A brilliant read to wake up with, over hot, steaming coffee as the sounds of a power motor carries over the otheriwse silent morning, throughout my Northern California, forested neighborhood 👏 Thanks!
Oh my gosh, Ms. Tamara, you’ve captured the essence of this debacle perfectly – thanks for giving it a read!

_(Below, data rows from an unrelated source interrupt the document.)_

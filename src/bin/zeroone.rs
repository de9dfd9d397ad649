//! zeroone pipeline driver
//!
//! Runs the stages of the zero/one equation pipeline from the command line:
//! - `generate`: run the solver for every missing shell
//! - `canonicalize`: dedup available shells into per-degree artifacts
//! - `verify`: prove every pending artifact infeasible with the engine
//! - `export-scripts`: write engine scripts for offline runs
//! - `status`: print progress as JSON
//!
//! ## Configuration
//!
//! Environment variables:
//! - `ZEROONE_*`: see [`zeroone_pipeline::config`]
//! - `RUST_LOG`: Log level filter (default: zeroone=info,zeroone_pipeline=info)
//! - `LOG_FORMAT`: "json" for structured logs, "pretty" for terminals (default: pretty)
//!
//! ## Usage
//!
//! ```bash
//! zeroone --jobs 7 --max-degree 12 canonicalize
//! ```
//!
//! Exit status is 2 when a counterexample is found, 1 on any other failure.

use std::path::PathBuf;
use std::process::ExitCode;

use clap::{Parser, Subcommand};
use tracing::{error, info};
use tracing_subscriber::{
    fmt::{self, format::FmtSpan},
    layer::SubscriberExt,
    util::SubscriberInitExt,
    EnvFilter,
};

use zeroone_pipeline::pool::default_capacity;
use zeroone_pipeline::{EngineCommand, Pipeline, PipelineConfig, PipelineError};

#[derive(Parser)]
#[command(name = "zeroone")]
#[command(author, version, about = "Canonicalize and verify zero/one quadratic equation systems")]
#[command(propagate_version = true)]
struct Cli {
    /// Concurrent child processes (default: available parallelism - 1)
    #[arg(short, long, global = true)]
    jobs: Option<usize>,

    /// Highest degree to process (default: unbounded)
    #[arg(long, global = true)]
    max_degree: Option<u32>,

    /// JSON configuration file
    #[arg(long, global = true, env = "ZEROONE_CONFIG")]
    config: Option<PathBuf>,

    /// Shell and canonical artifact directory
    #[arg(long, global = true)]
    data_dir: Option<PathBuf>,

    /// Verified artifact directory
    #[arg(long, global = true)]
    verified_dir: Option<PathBuf>,

    /// Engine command line, e.g. "M2 --script"
    #[arg(long, global = true)]
    engine: Option<String>,

    /// Systems per engine script
    #[arg(long, global = true)]
    batch_size: Option<usize>,

    #[command(subcommand)]
    command: Commands,
}

#[derive(Subcommand)]
enum Commands {
    /// Run the solver for every missing shell, in degree order
    Generate,

    /// Deduplicate available shells into per-degree canonical artifacts
    Canonicalize,

    /// Verify pending canonical artifacts with the algebra engine
    Verify,

    /// Write engine scripts for pending artifacts without running them
    ExportScripts,

    /// Print pipeline progress as JSON
    Status,
}

/// Initialize the tracing subscriber with JSON or pretty format
fn init_tracing() {
    let log_format = std::env::var("LOG_FORMAT").unwrap_or_else(|_| "pretty".to_string());

    let filter = EnvFilter::try_from_default_env()
        .unwrap_or_else(|_| "zeroone=info,zeroone_pipeline=info".into());

    if log_format == "json" {
        tracing_subscriber::registry()
            .with(filter)
            .with(
                fmt::layer()
                    .json()
                    .with_writer(std::io::stderr)
                    .with_target(true)
                    .with_current_span(true)
                    .flatten_event(true),
            )
            .init();
    } else {
        tracing_subscriber::registry()
            .with(filter)
            .with(
                fmt::layer()
                    .with_writer(std::io::stderr)
                    .with_target(true)
                    .with_span_events(FmtSpan::CLOSE),
            )
            .init();
    }
}

fn load_config(cli: &Cli) -> Result<PipelineConfig, PipelineError> {
    let mut config = PipelineConfig::load(cli.config.as_deref())?;

    if let Some(dir) = &cli.data_dir {
        config.data_dir = dir.clone();
        config.canonical_dir = dir.clone();
    }
    if let Some(dir) = &cli.verified_dir {
        config.verified_dir = dir.clone();
    }
    if let Some(engine) = &cli.engine {
        config.engine = EngineCommand::parse(engine).ok_or_else(|| {
            zeroone_pipeline::ConfigError::Invalid(format!("empty engine command {:?}", engine))
        })?;
    }
    if let Some(batch_size) = cli.batch_size {
        config.batch_size = batch_size;
    }

    config.validate()?;
    Ok(config)
}

fn run(cli: Cli) -> Result<(), PipelineError> {
    let config = load_config(&cli)?;
    let jobs = cli.jobs.unwrap_or_else(default_capacity);
    let pipeline = Pipeline::new(config, jobs, cli.max_degree);

    info!(
        version = env!("CARGO_PKG_VERSION"),
        run_id = %pipeline.run_id(),
        jobs,
        max_degree = ?cli.max_degree,
        "Starting zeroone"
    );

    match cli.command {
        Commands::Generate => {
            let summary = pipeline.generate()?;
            for failure in &summary.job_failures {
                error!(job = failure.id(), error = %failure, "Shell not generated");
            }
        }
        Commands::Canonicalize => {
            pipeline.canonicalize()?;
        }
        Commands::Verify => {
            let report = pipeline.verify()?;
            info!(
                verified = report.verified.len(),
                systems = report.systems,
                isolated_batches = report.isolated_batches,
                "Verification finished"
            );
        }
        Commands::ExportScripts => {
            for (path, queries) in pipeline.export_scripts()? {
                println!("{}\t{}", path.display(), queries);
            }
        }
        Commands::Status => {
            let status = pipeline.status()?;
            let json = serde_json::to_string_pretty(&status).map_err(|e| PipelineError::Io {
                path: PathBuf::from("<stdout>"),
                source: e.into(),
            })?;
            println!("{}", json);
        }
    }
    Ok(())
}

fn main() -> ExitCode {
    init_tracing();

    match run(Cli::parse()) {
        Ok(()) => ExitCode::SUCCESS,
        Err(e @ PipelineError::CounterexampleFound { .. }) => {
            error!(error = %e, "Pipeline halted");
            ExitCode::from(2)
        }
        Err(e) => {
            error!(error = %e, "Pipeline failed");
            ExitCode::FAILURE
        }
    }
}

What an amazing, enjoyable story, actually put a big smile on my face 😊 you are such a creative writer, you make every story so enjoyable to read 🙏🙏🙏💖🌺thank you for this creativity you share with us ❤️🌺
Bless your heart, Roxxy – I’m so glad you liked it – I had alot of fun cooking it up! Thank you so much for giving it a read, and for your truly kind words. Your kindness, thoughtfulness, and interest are dearly appreciated.
Hilarious and BRILLIANT!
Wow, thank you – I’m really glad you liked it! It was alot of fun thinking it up and writing it!
Leaf blowers should be against the law to use in a neighborhood. Loud noisy pollution is all they are. God will move those leaves where he wants them. I am going to find a house out in the country where people are not cranking those things up at 8am and lawn mowers either. Tired of all the noise pollution and inconsidiration of neighbors and the people they hire. There are neighborhoods where leaf blowers are not allowed. That would be great!

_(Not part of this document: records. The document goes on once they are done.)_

//! Shell catalog: which generated shells exist and in what order to read them.
//!
//! A shell is the set of generated systems for one `(m, n)` pair with
//! `0 < m < n`. Shells are grouped by degree `k = m + n`; within a degree,
//! pairs enumerate by ascending `m`. A degree with no valid pairs (0, 1, 2)
//! is trivially available.

use serde::{Deserialize, Serialize};
use std::fmt;
use std::path::{Path, PathBuf};

/// Default file prefix for generated shells.
pub const DEFAULT_SHELL_PREFIX: &str = "ZeroOneEquations";

/// Default file prefix for per-degree canonical artifacts.
pub const DEFAULT_CANONICAL_PREFIX: &str = "CanonicalEquations";

/// Suffix marking a file that is still being written.
pub const TEMP_SUFFIX: &str = "temp";

/// The parameter pair identifying one shell.
#[derive(Debug, Clone, Copy, PartialEq, Eq, PartialOrd, Ord, Hash, Serialize, Deserialize)]
pub struct ShellKey {
    /// Smaller parameter.
    pub m: u32,
    /// Larger parameter.
    pub n: u32,
}

impl ShellKey {
    /// Create a key; `None` unless `0 < m < n`.
    pub fn new(m: u32, n: u32) -> Option<Self> {
        (0 < m && m < n).then_some(Self { m, n })
    }

    /// Degree `m + n`.
    pub fn degree(&self) -> u32 {
        self.m + self.n
    }
}

impl fmt::Display for ShellKey {
    fn fmt(&self, f: &mut fmt::Formatter<'_>) -> fmt::Result {
        write!(f, "({}, {})", self.m, self.n)
    }
}

/// Valid pairs of degree `d` in catalog order (ascending `m`).
pub fn pairs_of_degree(d: u32) -> impl Iterator<Item = ShellKey> {
    (1..=d.saturating_sub(1) / 2).filter_map(move |m| ShellKey::new(m, d - m))
}

/// Every valid pair, degree by degree, without end.
pub fn all_pairs() -> impl Iterator<Item = ShellKey> {
    (0u32..).flat_map(pairs_of_degree)
}

/// An expected shell is absent. Halts only the stage that needs it.
#[derive(Debug, Clone, thiserror::Error)]
#[error("shell {key} for degree {degree} is not yet available at {}", path.display())]
pub struct MissingInputError {
    /// Degree that cannot be processed.
    pub degree: u32,
    /// First missing shell of that degree.
    pub key: ShellKey,
    /// Where the shell was expected.
    pub path: PathBuf,
}

/// Maps shell keys to file paths.
///
/// Files are named `<prefix>_<n:04>_<m:04>.txt`, larger parameter first,
/// matching the solver's argument order.
#[derive(Debug, Clone, PartialEq, Eq, Serialize, Deserialize)]
pub struct ShellLayout {
    /// Directory holding shell files.
    pub dir: PathBuf,
    /// File name prefix.
    pub prefix: String,
}

impl ShellLayout {
    /// Layout with the default prefix.
    pub fn new(dir: impl Into<PathBuf>) -> Self {
        Self {
            dir: dir.into(),
            prefix: DEFAULT_SHELL_PREFIX.to_string(),
        }
    }

    /// Final path of a shell.
    pub fn path(&self, key: ShellKey) -> PathBuf {
        self.dir.join(format!("{}_{:04}_{:04}.txt", self.prefix, key.n, key.m))
    }

    /// Scratch path for an in-progress shell, unique per key.
    pub fn temp_path(&self, key: ShellKey) -> PathBuf {
        let mut name = self.path(key).into_os_string();
        name.push(format!(".{}.{}", key.degree(), TEMP_SUFFIX));
        PathBuf::from(name)
    }
}

/// Maps degrees to per-degree canonical artifact paths.
#[derive(Debug, Clone, PartialEq, Eq, Serialize, Deserialize)]
pub struct ArtifactLayout {
    /// Directory holding in-progress and completed artifacts.
    pub dir: PathBuf,
    /// Directory verified artifacts are moved into.
    pub verified_dir: PathBuf,
    /// File name prefix.
    pub prefix: String,
}

impl ArtifactLayout {
    /// Layout with the default prefix.
    pub fn new(dir: impl Into<PathBuf>, verified_dir: impl Into<PathBuf>) -> Self {
        Self {
            dir: dir.into(),
            verified_dir: verified_dir.into(),
            prefix: DEFAULT_CANONICAL_PREFIX.to_string(),
        }
    }

    /// File name of the degree-`k` artifact.
    pub fn file_name(&self, degree: u32) -> String {
        format!("{}_{:04}.txt", self.prefix, degree)
    }

    /// Path of the completed degree-`k` artifact awaiting verification.
    pub fn path(&self, degree: u32) -> PathBuf {
        self.dir.join(self.file_name(degree))
    }

    /// Scratch path used while the degree is being written.
    pub fn temp_path(&self, degree: u32) -> PathBuf {
        self.dir.join(format!("{}.{}", self.file_name(degree), TEMP_SUFFIX))
    }

    /// Where the artifact lives once verified.
    pub fn verified_path(&self, degree: u32) -> PathBuf {
        self.verified_dir.join(self.file_name(degree))
    }

    /// The completed artifact for `degree`, wherever it currently lives.
    pub fn completed(&self, degree: u32) -> Option<PathBuf> {
        [self.path(degree), self.verified_path(degree)]
            .into_iter()
            .find(|p| p.is_file())
    }

    /// Degree encoded in an artifact file name, if it is one of ours.
    pub fn degree_of(&self, path: &Path) -> Option<u32> {
        let name = path.file_name()?.to_str()?;
        let digits = name
            .strip_prefix(self.prefix.as_str())?
            .strip_prefix('_')?
            .strip_suffix(".txt")?;
        if digits.len() < 4 || !digits.bytes().all(|b| b.is_ascii_digit()) {
            return None;
        }
        digits.parse().ok()
    }

    /// Completed, not-yet-verified artifacts in ascending degree order.
    pub fn pending(&self) -> std::io::Result<Vec<(u32, PathBuf)>> {
        let mut found = Vec::new();
        if !self.dir.is_dir() {
            return Ok(found);
        }
        for entry in std::fs::read_dir(&self.dir)? {
            let path = entry?.path();
            if let Some(degree) = self.degree_of(&path) {
                found.push((degree, path));
            }
        }
        found.sort();
        Ok(found)
    }
}

/// Determines which shells exist and how far processing can go.
#[derive(Debug, Clone)]
pub struct ShellCatalog {
    layout: ShellLayout,
}

impl ShellCatalog {
    /// Create a catalog over a shell layout.
    pub fn new(layout: ShellLayout) -> Self {
        Self { layout }
    }

    /// The underlying layout.
    pub fn layout(&self) -> &ShellLayout {
        &self.layout
    }

    /// Whether the shell's final file exists.
    pub fn is_available(&self, key: ShellKey) -> bool {
        self.layout.path(key).is_file()
    }

    /// Shells of degree `d` with their paths, in catalog order.
    pub fn shells(&self, d: u32) -> Vec<(ShellKey, PathBuf)> {
        pairs_of_degree(d).map(|k| (k, self.layout.path(k))).collect()
    }

    /// Fail with the first missing shell of degree `d`, if any.
    pub fn require_degree(&self, d: u32) -> Result<(), MissingInputError> {
        match pairs_of_degree(d).find(|k| !self.is_available(*k)) {
            None => Ok(()),
            Some(key) => Err(MissingInputError {
                degree: d,
                key,
                path: self.layout.path(key),
            }),
        }
    }

    /// Maximal `k` such that every degree in `0..=k` is fully available,
    /// optionally capped at `bound`.
    pub fn available_degree(&self, bound: Option<u32>) -> u32 {
        let mut k = 0;
        loop {
            if bound.is_some_and(|b| k >= b) {
                return k;
            }
            if self.require_degree(k + 1).is_err() {
                return k;
            }
            k += 1;
        }
    }
}

#[cfg(test)]
mod tests {
    use super::*;
    use tempfile::TempDir;

    fn touch(path: &Path) {
        std::fs::write(path, "").unwrap();
    }

    #[test]
    fn test_pairs_of_degree() {
        assert_eq!(pairs_of_degree(0).count(), 0);
        assert_eq!(pairs_of_degree(2).count(), 0);
        let five: Vec<_> = pairs_of_degree(5).collect();
        assert_eq!(five, vec![ShellKey { m: 1, n: 4 }, ShellKey { m: 2, n: 3 }]);
        let six: Vec<_> = pairs_of_degree(6).collect();
        assert_eq!(six, vec![ShellKey { m: 1, n: 5 }, ShellKey { m: 2, n: 4 }]);
    }

    #[test]
    fn test_all_pairs_starts_at_degree_three() {
        let first: Vec<_> = all_pairs().take(3).collect();
        assert_eq!(
            first,
            vec![ShellKey { m: 1, n: 2 }, ShellKey { m: 1, n: 3 }, ShellKey { m: 1, n: 4 }]
        );
    }

    #[test]
    fn test_shell_path_format() {
        let layout = ShellLayout::new("data");
        let key = ShellKey::new(2, 7).unwrap();
        assert_eq!(layout.path(key), PathBuf::from("data/ZeroOneEquations_0007_0002.txt"));
        assert_eq!(
            layout.temp_path(key),
            PathBuf::from("data/ZeroOneEquations_0007_0002.txt.9.temp")
        );
    }

    #[test]
    fn test_available_degree_trivial_prefix() {
        let dir = TempDir::new().unwrap();
        let catalog = ShellCatalog::new(ShellLayout::new(dir.path()));
        // Degrees 0..=2 have no pairs, degree 3 needs (1, 2).
        assert_eq!(catalog.available_degree(None), 2);
    }

    #[test]
    fn test_available_degree_stops_at_first_gap() {
        let dir = TempDir::new().unwrap();
        let layout = ShellLayout::new(dir.path());
        for (m, n) in [(1, 2), (1, 3), (1, 4), (1, 5), (2, 4)] {
            touch(&layout.path(ShellKey::new(m, n).unwrap()));
        }
        let catalog = ShellCatalog::new(layout);
        // Degree 5 is missing (2, 3), so degree 6 does not count.
        assert_eq!(catalog.available_degree(None), 4);
        assert_eq!(catalog.available_degree(Some(3)), 3);

        let err = catalog.require_degree(5).unwrap_err();
        assert_eq!(err.key, ShellKey { m: 2, n: 3 });
    }

    #[test]
    fn test_artifact_degree_parsing() {
        let layout = ArtifactLayout::new("data", "verified");
        assert_eq!(layout.degree_of(&layout.path(12)), Some(12));
        assert_eq!(layout.degree_of(&layout.temp_path(12)), None);
        assert_eq!(layout.degree_of(Path::new("data/ZeroOneEquations_0004_0001.txt")), None);
    }

    #[test]
    fn test_artifact_prefix_may_contain_separators() {
        let dir = TempDir::new().unwrap();
        for prefix in ["Canonical_Equations", "canon-eq"] {
            let layout = ArtifactLayout {
                prefix: prefix.to_string(),
                ..ArtifactLayout::new(dir.path(), dir.path().join("verified"))
            };
            touch(&layout.path(3));

            assert_eq!(layout.degree_of(&layout.path(3)), Some(3));
            assert_eq!(layout.degree_of(&layout.path(10_000)), Some(10_000));
            assert_eq!(layout.pending().unwrap(), vec![(3, layout.path(3))]);
        }

        let layout = ArtifactLayout {
            prefix: "Canonical_Equations".to_string(),
            ..ArtifactLayout::new("data", "verified")
        };
        assert_eq!(layout.degree_of(Path::new("data/Canonical_Equations_0004_0001.txt")), None);
        assert_eq!(layout.degree_of(Path::new("data/Canonical_Equations_004.txt")), None);
        assert_eq!(layout.degree_of(Path::new("data/canon-eq_0003.txt")), None);
    }
}
impl Job {
    /// Job with a custom start function.
    pub fn new(
        id: impl Into<String>,
        temp_path: impl Into<PathBuf>,
        final_path: impl Into<PathBuf>,
        start: StartFn,
    ) -> Self {
        Self {
            id: id.into(),
            temp_path: temp_path.into(),
            final_path: final_path.into(),
            start,
            accept: None,
        }
    }

    /// Job running `program args...` with stdout captured to the temp path.
    pub fn command(
        id: impl Into<String>,
        program: impl Into<PathBuf>,
        args: Vec<String>,
        temp_path: impl Into<PathBuf>,
        final_path: impl Into<PathBuf>,
    ) -> Self {
        let program = program.into();
        let start: StartFn = Box::new(move |temp, _final| {
            let stdout = File::create(temp)?;
            Command::new(&program)
                .args(&args)
                .stdin(Stdio::null())
                .stdout(Stdio::from(stdout))
                .spawn()
        });
        Self::new(id, temp_path, final_path, start)
    }

    /// Add an acceptance check run after a zero exit.
    pub fn with_acceptance(mut self, accept: AcceptFn) -> Self {
        self.accept = Some(accept);
        self
    }

    /// Job identity.
    pub fn id(&self) -> &str {
        &self.id
    }

    /// Where output is published.
    pub fn final_path(&self) -> &Path {
        &self.final_path
    }
}

/// Result of one finished job.
#[derive(Debug)]
pub struct JobReport {
    /// Job identity.
    pub id: String,
    /// Wall time from start to completion.
    pub elapsed: Duration,
    /// Published path, or why nothing was published.
    pub outcome: Result<PathBuf, JobFailure>,
}

impl JobReport {
    /// Whether the job published its output.
    pub fn is_success(&self) -> bool {
        self.outcome.is_ok()
    }
}

struct Running {
    id: String,
    temp_path: PathBuf,
    final_path: PathBuf,
    accept: Option<AcceptFn>,
    child: Child,
    started: Instant,
}

/// Bounded worker-slot pool over child processes.
pub struct ProcessPool {
    capacity: usize,
    poll_interval: Duration,
    running: Vec<Running>,
    completed: VecDeque<JobReport>,
    peak: usize,
}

I understand exactly how you feel, Frankie. Those things are definitely loud and disruptive. Thank you for reading the piece, and thank you for your thoughts and for leaving your comments. I really do know exactly how you feel. Thanks again!

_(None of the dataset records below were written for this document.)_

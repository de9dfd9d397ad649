//! Core types for zero/one equation systems.
//!
//! A system is a list of equations, each meaning "sum of terms = 1". Terms
//! are products of one or two variables; variables are tagged with a label
//! (a variable class such as `p` or `q`) and a positive index.

pub mod variable;
pub mod term;
pub mod equation;
pub mod system;

pub use variable::Variable;
pub use term::Term;
pub use equation::{Equation, Signature};
pub use system::{CanonicalSystem, System};
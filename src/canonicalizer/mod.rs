//! Canonical form of an equation system.
//!
//! Maps any [`System`] to a [`CanonicalSystem`] that is invariant under:
//!
//! - permuting equations,
//! - permuting terms within an equation,
//! - swapping the two variables of a quadratic term,
//! - any per-label-consistent renumbering of variable indices.
//!
//! ## Algorithm
//!
//! ```text
//! System ─▶ OrderedPartition ─▶ relabeling candidates ─▶ fixed_point each ─▶ min
//! ```
//!
//! The core step is [`fixed_point::fixed_point`]: sort equations by
//! `(signature, terms)`, renumber variables per label by first appearance,
//! and repeat until a pass reproduces its input. On its own that step is a
//! heuristic tie-break: variables whose relative order is decided only by
//! their incoming indices can end up numbered differently for two relabeled
//! copies of the same system.
//!
//! To close that gap, the variables are first split into an ordered
//! partition computed from structure alone ([`partition::OrderedPartition`]).
//! Every relabeling consistent with that partition is fed to the fixed point,
//! and the smallest result wins. Relabeling the input relabels the partition
//! and yields the same candidate set, so the minimum is the same.
//!
//! When the candidate count exceeds `max_candidates` the canonicalizer falls
//! back to a single fixed-point pass and logs a warning. The result is still
//! a relabeling of the input, so deduplication stays sound; it can only fail
//! to merge two equivalent systems.

pub mod fixed_point;
pub mod partition;

use serde::{Deserialize, Serialize};
use tracing::{debug, warn};

use crate::codec::render_pretty;
use crate::types::{CanonicalSystem, System};
use partition::OrderedPartition;

/// Default cap on fixed-point passes.
pub const DEFAULT_MAX_ITERATIONS: usize = 100;

/// Default cap on relabeling candidates (8!).
///
/// Every candidate costs one fixed-point run, so this bounds the worst case
/// per system. A bare 8-cycle `a1*a2, ..., a8*a1` has no twins and sits
/// exactly at the cap: 40,320 runs, on the order of a second in a release
/// build. Lower it through `canonicalizer.max_candidates` when throughput
/// matters more than merging highly symmetric systems.
pub const DEFAULT_MAX_CANDIDATES: u64 = 40_320;

/// Error type for canonicalization.
#[derive(Debug, Clone, PartialEq, Eq, thiserror::Error)]
pub enum CanonicalizeError {
    /// Parsed input violates a model invariant.
    #[error("ill-formed system: {reason}")]
    IllFormed {
        /// What is wrong.
        reason: String,
    },
    /// The refinement did not settle within the iteration cap.
    #[error("fixed point not reached after {iterations} iterations; last state:\n{system}")]
    FixedPointNotReached {
        /// Iteration cap that was hit.
        iterations: usize,
        /// Serialized state at the cap, for diagnosis.
        system: String,
    },
}

/// Limits for the canonicalizer.
#[derive(Debug, Clone, Copy, PartialEq, Eq, Serialize, Deserialize)]
#[serde(default)]
pub struct CanonicalizerConfig {
    /// Maximum fixed-point passes per candidate.
    pub max_iterations: usize,
    /// Maximum relabeling candidates before falling back to a single pass.
    pub max_candidates: u64,
}

impl Default for CanonicalizerConfig {
    fn default() -> Self {
        Self {
            max_iterations: DEFAULT_MAX_ITERATIONS,
            max_candidates: DEFAULT_MAX_CANDIDATES,
        }
    }
}

/// Canonicalizer with configurable limits. Pure: no I/O, no shared state.
#[derive(Debug, Clone, Copy, Default)]
pub struct Canonicalizer {
    config: CanonicalizerConfig,
}

impl Canonicalizer {
    /// Create a canonicalizer with the given limits.
    pub fn new(config: CanonicalizerConfig) -> Self {
        Self { config }
    }

    /// The limits in use.
    pub fn config(&self) -> &CanonicalizerConfig {
        &self.config
    }

    /// Compute the canonical representative of `system`.
    pub fn canonicalize(&self, system: &System) -> Result<CanonicalSystem, CanonicalizeError> {
        validate(system)?;

        let partition = OrderedPartition::compute(system);
        let candidates = partition.candidate_count();

        if candidates > u128::from(self.config.max_candidates) {
            warn!(
                candidates = %candidates,
                cap = %self.config.max_candidates,
                system = %render_pretty(system),
                "Relabeling candidates over cap; using single fixed-point pass"
            );
            let fallback = fixed_point::fixed_point(system, self.config.max_iterations)?;
            return Ok(CanonicalSystem::from_canonical(fallback));
        }

        debug!(candidates = %candidates, "Canonicalizing");

        let mut best: Option<System> = None;
        partition.for_each_relabeling(|mapping| {
            let relabeled = system.map_variables(|v| mapping.get(v).cloned().unwrap_or_else(|| v.clone()));
            let candidate = fixed_point::fixed_point(&relabeled, self.config.max_iterations)?;
            if best.as_ref().map_or(true, |b| candidate < *b) {
                best = Some(candidate);
            }
            Ok::<(), CanonicalizeError>(())
        })?;

        // An empty partition still visits one (empty) relabeling.
        Ok(CanonicalSystem::from_canonical(best.unwrap_or_default()))
    }
}

/// Canonicalize with default limits.
pub fn canonicalize(system: &System) -> Result<CanonicalSystem, CanonicalizeError> {
    Canonicalizer::default().canonicalize(system)
}

fn validate(system: &System) -> Result<(), CanonicalizeError> {
    for (i, eq) in system.equations().iter().enumerate() {
        if eq.terms().is_empty() {
            return Err(CanonicalizeError::IllFormed {
                reason: format!("equation {} has no terms", i + 1),
            });
        }
        for var in eq.variables() {
            if var.index() == 0 {
                return Err(CanonicalizeError::IllFormed {
                    reason: format!("variable {} has index 0", var),
                });
            }
            if var.label().is_empty() || !var.label().chars().all(|c| c.is_ascii_alphabetic()) {
                return Err(CanonicalizeError::IllFormed {
                    reason: format!("variable {} has an invalid label", var),
                });
            }
        }
    }
    Ok(())
}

It sounds like Marv is having a midlife crisis. Instead of a new sports car, he has turned to his leaf blower. When he realizes he is facing a never ending, uphill battle, he will give up.The forest will win and quiet will return!
I sure hope you’re right, Kevin!
Great reading. Creative and entertaining
Thank you, Rick. I’m glad you enjoyed it. All in good fun!
What a great (!?@?#) story, so well spun that my enjoyment of morning tea was enhanced while feeling guilty that you and Dee Dee are experiencing this change to your calm. I can only hope that Marv doesn’t also have a snow blower!
Glad you liked it, Katha – thank you! At least we can live our mornings vicariously through you and Finnegan, and your peaceful tea time!